Check each line of the entries below for the word "Some", and copy the lines that have it.

[Source data]
* * * * * * * * *

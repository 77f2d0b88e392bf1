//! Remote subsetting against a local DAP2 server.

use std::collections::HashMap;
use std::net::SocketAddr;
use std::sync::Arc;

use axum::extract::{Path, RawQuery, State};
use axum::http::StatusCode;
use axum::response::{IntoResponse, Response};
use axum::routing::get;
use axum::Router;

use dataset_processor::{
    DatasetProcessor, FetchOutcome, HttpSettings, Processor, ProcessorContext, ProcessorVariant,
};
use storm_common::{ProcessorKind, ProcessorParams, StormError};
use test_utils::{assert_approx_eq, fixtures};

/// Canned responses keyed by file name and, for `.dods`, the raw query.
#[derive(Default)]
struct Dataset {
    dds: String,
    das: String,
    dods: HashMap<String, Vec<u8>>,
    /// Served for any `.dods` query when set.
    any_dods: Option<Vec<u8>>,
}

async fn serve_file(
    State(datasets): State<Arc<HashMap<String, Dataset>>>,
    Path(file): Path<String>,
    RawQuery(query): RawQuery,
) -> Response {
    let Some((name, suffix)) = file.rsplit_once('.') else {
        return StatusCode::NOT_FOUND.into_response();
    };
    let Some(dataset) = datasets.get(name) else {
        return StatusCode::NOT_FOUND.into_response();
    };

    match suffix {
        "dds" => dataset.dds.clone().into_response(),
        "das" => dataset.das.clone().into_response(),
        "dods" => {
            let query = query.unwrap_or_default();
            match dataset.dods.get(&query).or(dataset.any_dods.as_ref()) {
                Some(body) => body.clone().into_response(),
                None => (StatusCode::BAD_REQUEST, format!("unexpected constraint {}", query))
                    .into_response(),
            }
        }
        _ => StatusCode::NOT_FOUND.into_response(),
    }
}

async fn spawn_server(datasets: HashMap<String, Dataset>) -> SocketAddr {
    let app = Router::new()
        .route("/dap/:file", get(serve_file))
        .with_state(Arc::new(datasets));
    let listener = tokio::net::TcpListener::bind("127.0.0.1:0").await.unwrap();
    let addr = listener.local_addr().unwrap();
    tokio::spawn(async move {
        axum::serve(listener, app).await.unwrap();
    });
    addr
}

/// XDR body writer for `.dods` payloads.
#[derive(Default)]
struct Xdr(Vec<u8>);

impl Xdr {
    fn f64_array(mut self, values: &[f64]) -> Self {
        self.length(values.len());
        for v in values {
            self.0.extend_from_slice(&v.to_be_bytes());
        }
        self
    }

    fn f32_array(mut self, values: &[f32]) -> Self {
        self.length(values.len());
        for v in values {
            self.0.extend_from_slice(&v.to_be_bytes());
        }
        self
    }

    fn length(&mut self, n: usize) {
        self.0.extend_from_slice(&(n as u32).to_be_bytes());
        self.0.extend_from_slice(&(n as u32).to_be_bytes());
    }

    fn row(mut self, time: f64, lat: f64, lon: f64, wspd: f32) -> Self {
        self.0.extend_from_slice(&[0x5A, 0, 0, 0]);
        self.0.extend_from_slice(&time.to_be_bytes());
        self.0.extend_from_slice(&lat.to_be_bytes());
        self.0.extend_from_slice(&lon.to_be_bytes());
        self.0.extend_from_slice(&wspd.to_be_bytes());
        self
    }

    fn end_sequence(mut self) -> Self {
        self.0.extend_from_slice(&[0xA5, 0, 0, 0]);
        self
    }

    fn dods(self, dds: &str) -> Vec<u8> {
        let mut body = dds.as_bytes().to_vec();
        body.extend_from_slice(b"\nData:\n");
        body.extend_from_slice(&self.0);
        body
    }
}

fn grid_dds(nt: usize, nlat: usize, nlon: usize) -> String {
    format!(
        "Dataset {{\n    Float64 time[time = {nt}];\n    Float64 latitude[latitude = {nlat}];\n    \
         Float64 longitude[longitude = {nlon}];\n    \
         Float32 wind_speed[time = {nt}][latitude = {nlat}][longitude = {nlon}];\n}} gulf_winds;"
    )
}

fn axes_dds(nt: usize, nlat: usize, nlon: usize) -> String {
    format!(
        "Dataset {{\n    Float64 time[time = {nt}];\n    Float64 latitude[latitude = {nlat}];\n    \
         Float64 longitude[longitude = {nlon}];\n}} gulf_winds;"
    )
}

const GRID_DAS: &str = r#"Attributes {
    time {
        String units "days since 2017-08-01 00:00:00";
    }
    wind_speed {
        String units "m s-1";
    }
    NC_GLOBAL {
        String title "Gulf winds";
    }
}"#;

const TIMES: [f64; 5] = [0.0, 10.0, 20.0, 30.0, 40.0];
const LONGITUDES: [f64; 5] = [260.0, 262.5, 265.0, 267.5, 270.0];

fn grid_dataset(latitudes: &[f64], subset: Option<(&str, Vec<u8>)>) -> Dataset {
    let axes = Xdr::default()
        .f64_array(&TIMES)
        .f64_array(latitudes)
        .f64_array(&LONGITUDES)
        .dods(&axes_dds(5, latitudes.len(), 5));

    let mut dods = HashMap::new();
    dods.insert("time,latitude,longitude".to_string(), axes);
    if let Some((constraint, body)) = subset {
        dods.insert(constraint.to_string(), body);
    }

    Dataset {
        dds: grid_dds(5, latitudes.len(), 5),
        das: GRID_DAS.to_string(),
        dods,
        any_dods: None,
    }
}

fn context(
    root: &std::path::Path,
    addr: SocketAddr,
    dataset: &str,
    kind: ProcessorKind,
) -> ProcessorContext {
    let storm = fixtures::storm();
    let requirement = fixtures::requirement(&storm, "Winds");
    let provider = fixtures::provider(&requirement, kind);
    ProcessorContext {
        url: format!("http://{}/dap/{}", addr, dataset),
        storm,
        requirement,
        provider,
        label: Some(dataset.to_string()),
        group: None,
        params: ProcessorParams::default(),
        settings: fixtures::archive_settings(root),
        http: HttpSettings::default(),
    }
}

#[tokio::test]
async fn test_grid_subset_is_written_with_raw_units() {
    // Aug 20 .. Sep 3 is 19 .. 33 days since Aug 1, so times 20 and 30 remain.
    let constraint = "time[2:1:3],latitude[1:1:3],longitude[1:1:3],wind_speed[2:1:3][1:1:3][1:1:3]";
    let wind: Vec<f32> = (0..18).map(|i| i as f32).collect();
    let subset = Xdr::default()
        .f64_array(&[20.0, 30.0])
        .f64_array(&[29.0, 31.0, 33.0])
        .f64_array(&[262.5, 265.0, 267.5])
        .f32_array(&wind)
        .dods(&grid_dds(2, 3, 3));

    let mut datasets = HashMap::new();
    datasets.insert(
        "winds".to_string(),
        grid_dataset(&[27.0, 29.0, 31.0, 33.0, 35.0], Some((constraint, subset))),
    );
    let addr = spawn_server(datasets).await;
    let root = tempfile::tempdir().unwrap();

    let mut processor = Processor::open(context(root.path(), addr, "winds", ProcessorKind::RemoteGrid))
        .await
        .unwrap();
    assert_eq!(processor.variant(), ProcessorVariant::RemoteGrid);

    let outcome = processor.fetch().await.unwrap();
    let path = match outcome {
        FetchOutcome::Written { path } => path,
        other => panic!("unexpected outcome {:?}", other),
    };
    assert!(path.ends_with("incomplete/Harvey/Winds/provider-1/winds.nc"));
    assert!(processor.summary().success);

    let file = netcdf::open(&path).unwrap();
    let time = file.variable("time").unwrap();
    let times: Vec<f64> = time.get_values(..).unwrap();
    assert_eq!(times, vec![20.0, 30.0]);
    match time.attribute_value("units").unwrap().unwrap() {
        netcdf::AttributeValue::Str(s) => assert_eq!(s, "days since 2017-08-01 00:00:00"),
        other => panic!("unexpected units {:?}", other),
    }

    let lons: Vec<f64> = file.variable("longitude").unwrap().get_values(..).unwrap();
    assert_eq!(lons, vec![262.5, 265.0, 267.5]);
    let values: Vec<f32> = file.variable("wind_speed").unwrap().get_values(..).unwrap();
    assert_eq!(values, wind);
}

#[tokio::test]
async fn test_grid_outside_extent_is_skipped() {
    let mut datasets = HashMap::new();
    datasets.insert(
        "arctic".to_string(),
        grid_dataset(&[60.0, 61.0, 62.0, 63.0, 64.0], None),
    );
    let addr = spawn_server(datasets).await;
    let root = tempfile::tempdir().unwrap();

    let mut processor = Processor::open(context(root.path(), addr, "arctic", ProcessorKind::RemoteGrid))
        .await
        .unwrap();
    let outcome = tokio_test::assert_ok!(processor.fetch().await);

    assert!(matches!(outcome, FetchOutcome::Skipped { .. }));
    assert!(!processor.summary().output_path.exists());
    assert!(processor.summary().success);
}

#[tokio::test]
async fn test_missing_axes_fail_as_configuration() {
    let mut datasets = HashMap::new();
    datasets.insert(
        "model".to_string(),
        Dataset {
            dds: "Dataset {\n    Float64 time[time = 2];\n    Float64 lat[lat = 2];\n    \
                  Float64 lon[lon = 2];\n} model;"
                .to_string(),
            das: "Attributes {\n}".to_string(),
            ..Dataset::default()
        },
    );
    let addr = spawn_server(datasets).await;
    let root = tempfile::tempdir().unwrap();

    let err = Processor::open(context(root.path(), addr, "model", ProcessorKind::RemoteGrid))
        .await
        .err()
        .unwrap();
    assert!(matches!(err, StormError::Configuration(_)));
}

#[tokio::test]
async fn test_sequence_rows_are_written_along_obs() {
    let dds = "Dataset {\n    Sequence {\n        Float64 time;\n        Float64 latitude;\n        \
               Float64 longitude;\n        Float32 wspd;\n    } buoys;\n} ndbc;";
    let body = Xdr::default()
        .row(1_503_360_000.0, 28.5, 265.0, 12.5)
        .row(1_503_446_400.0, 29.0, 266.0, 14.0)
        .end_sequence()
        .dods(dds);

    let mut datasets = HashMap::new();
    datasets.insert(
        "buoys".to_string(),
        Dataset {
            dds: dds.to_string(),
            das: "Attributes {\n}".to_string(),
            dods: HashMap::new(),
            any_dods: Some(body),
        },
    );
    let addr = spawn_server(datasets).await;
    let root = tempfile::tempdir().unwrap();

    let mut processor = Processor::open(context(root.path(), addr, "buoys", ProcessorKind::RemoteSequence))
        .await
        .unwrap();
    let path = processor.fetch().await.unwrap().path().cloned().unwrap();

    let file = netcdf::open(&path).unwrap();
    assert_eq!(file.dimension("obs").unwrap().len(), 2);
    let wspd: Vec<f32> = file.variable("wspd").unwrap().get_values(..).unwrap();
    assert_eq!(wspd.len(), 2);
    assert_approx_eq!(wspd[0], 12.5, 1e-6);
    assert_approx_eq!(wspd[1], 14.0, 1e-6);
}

* * * * * * * * *

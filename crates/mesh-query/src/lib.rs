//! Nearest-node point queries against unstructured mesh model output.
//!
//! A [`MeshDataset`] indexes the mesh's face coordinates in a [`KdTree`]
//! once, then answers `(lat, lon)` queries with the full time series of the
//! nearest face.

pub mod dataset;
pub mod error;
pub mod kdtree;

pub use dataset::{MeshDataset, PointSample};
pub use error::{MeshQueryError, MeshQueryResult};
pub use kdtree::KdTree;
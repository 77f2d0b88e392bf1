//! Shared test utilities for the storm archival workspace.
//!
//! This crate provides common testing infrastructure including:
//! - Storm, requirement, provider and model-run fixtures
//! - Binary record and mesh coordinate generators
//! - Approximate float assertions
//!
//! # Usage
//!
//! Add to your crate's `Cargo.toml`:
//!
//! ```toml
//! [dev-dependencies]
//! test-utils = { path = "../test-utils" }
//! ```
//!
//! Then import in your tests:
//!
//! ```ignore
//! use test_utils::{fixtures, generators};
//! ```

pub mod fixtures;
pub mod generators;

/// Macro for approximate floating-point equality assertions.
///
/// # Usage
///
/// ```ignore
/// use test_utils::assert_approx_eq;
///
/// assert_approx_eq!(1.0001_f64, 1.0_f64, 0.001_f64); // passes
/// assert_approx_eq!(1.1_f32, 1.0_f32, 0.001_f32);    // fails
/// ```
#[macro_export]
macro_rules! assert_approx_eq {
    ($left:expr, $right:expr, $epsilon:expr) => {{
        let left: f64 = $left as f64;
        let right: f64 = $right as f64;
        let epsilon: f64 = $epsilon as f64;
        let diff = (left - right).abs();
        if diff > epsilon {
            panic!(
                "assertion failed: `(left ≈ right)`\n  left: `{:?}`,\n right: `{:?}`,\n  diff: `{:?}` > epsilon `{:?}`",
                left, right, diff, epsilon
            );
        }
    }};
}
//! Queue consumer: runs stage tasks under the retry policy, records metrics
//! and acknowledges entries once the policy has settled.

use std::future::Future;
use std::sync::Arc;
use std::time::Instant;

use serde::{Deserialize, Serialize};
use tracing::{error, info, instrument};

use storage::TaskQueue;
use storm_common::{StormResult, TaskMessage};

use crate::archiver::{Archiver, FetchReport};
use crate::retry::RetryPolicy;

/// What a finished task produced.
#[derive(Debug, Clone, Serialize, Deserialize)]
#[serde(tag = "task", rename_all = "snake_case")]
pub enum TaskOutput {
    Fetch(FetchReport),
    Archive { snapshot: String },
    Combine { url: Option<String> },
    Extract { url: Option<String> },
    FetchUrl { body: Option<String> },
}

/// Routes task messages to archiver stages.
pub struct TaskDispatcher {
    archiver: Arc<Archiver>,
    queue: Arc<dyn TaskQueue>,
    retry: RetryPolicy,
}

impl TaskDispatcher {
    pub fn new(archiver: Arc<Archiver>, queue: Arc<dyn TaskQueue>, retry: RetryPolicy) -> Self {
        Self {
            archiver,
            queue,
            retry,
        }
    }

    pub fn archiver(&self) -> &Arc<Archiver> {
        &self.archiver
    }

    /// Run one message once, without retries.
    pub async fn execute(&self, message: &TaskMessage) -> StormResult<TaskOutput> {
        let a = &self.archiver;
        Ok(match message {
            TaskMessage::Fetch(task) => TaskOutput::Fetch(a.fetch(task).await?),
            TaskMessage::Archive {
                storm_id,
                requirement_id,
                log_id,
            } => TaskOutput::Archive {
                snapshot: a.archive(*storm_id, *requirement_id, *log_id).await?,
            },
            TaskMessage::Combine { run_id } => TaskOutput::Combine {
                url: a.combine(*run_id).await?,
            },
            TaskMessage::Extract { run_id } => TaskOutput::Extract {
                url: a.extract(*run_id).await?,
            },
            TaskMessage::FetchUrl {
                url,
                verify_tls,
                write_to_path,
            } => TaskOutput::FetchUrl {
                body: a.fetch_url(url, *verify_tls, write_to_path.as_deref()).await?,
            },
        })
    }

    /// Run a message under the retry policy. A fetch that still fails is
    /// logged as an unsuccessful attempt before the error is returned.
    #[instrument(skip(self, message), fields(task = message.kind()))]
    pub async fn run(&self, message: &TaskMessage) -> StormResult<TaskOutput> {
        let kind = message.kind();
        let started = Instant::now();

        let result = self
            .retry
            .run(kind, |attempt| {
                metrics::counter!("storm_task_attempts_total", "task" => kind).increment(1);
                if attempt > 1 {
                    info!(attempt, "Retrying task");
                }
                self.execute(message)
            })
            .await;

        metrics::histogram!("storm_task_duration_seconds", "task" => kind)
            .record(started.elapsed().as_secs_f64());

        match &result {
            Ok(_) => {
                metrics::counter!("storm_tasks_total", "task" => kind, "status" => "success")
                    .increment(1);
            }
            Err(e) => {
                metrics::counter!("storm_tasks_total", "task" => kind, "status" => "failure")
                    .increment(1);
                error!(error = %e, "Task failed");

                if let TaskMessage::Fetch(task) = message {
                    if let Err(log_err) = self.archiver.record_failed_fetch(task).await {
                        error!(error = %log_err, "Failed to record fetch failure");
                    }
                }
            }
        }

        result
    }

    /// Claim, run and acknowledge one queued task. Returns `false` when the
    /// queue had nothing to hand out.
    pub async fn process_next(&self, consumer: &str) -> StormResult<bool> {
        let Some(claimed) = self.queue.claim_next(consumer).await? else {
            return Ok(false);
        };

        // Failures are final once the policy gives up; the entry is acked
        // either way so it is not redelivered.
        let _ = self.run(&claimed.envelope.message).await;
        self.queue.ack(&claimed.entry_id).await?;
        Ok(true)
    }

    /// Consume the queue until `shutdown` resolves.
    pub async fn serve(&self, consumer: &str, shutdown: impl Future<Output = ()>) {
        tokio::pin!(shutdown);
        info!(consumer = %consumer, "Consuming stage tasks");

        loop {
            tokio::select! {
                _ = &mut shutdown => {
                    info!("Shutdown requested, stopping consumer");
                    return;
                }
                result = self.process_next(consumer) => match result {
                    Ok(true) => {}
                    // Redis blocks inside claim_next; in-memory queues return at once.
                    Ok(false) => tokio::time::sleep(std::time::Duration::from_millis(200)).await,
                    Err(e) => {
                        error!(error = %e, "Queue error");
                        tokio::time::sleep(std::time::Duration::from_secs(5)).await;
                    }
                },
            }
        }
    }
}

* * * * * * * * *

### Reply to the exercise
    let Some((name, suffix)) = file.rsplit_once('.') else {
    let Some(dataset) = datasets.get(name) else {
                Some(body) => body.clone().into_response(),
    if let Some((constraint, body)) = subset {
        label: Some(dataset.to_string()),
        grid_dataset(&[27.0, 29.0, 31.0, 33.0, 35.0], Some((constraint, subset))),
            any_dods: Some(body),
        let Some(claimed) = self.queue.claim_next(consumer).await? else {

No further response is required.